## WHAT TO WORK ON
Find the string "return" in the entries and copy each line that has it.

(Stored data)
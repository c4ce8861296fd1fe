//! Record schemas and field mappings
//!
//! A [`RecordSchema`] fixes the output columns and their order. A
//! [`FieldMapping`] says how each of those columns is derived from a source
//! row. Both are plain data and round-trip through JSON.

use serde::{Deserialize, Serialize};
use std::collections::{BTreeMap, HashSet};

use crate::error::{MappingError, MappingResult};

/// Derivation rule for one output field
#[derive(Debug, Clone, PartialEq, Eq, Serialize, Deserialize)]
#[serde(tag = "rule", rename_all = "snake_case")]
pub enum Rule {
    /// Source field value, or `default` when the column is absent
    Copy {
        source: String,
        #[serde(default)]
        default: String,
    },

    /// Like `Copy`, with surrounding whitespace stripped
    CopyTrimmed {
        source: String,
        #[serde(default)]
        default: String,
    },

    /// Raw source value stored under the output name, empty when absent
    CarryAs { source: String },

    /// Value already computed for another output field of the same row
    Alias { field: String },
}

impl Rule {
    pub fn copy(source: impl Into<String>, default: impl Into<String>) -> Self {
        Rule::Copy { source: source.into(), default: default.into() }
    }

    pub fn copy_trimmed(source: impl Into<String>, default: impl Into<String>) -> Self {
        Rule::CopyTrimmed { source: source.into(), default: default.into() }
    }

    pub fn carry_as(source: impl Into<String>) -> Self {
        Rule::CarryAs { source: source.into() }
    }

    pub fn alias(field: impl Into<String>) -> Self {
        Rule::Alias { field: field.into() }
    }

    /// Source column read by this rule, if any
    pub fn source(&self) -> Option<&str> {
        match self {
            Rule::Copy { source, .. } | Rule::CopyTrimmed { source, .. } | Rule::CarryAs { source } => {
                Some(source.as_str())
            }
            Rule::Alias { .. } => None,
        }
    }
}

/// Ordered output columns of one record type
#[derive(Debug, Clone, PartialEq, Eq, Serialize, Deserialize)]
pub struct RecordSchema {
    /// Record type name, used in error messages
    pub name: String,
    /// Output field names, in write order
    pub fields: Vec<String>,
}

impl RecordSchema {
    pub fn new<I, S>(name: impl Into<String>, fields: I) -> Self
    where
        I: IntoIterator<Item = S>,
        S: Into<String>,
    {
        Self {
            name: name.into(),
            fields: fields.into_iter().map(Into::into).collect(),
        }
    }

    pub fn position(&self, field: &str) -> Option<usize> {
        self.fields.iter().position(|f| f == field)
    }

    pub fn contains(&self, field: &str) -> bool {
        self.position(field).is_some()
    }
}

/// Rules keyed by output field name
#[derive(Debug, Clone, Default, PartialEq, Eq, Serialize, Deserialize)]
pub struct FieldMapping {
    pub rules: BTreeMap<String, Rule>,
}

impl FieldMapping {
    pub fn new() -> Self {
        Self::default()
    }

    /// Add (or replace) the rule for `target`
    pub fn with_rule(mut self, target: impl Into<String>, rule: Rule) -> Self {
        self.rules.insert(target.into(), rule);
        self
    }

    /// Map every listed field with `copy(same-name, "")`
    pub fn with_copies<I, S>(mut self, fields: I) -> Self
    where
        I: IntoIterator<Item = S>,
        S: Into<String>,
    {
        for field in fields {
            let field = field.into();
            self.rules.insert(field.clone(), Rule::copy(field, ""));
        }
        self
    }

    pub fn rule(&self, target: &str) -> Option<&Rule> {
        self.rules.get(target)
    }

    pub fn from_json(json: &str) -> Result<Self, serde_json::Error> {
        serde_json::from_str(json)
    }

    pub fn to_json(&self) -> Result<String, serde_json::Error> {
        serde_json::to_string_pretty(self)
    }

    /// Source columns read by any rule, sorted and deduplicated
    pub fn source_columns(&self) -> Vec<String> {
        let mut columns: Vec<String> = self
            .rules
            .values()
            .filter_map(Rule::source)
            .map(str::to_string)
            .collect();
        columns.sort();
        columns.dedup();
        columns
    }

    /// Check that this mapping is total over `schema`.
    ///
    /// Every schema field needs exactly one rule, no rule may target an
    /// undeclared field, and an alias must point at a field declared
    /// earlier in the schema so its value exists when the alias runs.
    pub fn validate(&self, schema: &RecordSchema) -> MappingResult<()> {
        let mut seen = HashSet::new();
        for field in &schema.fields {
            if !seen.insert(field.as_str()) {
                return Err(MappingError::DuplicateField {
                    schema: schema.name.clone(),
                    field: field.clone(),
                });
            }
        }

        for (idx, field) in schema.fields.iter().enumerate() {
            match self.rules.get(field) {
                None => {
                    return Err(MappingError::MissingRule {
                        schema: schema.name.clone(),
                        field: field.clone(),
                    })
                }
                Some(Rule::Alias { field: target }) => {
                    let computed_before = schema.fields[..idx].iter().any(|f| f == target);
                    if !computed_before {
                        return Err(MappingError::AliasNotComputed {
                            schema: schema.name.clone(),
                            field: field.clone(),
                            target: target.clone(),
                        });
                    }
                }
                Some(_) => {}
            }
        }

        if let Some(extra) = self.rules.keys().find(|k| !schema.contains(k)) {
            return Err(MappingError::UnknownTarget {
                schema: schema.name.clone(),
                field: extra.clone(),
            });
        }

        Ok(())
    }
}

## COMPLETED EXERCISE
                return Err(MappingError::DuplicateField {
                    return Err(MappingError::MissingRule {
                        return Err(MappingError::AliasNotComputed {
            return Err(MappingError::UnknownTarget {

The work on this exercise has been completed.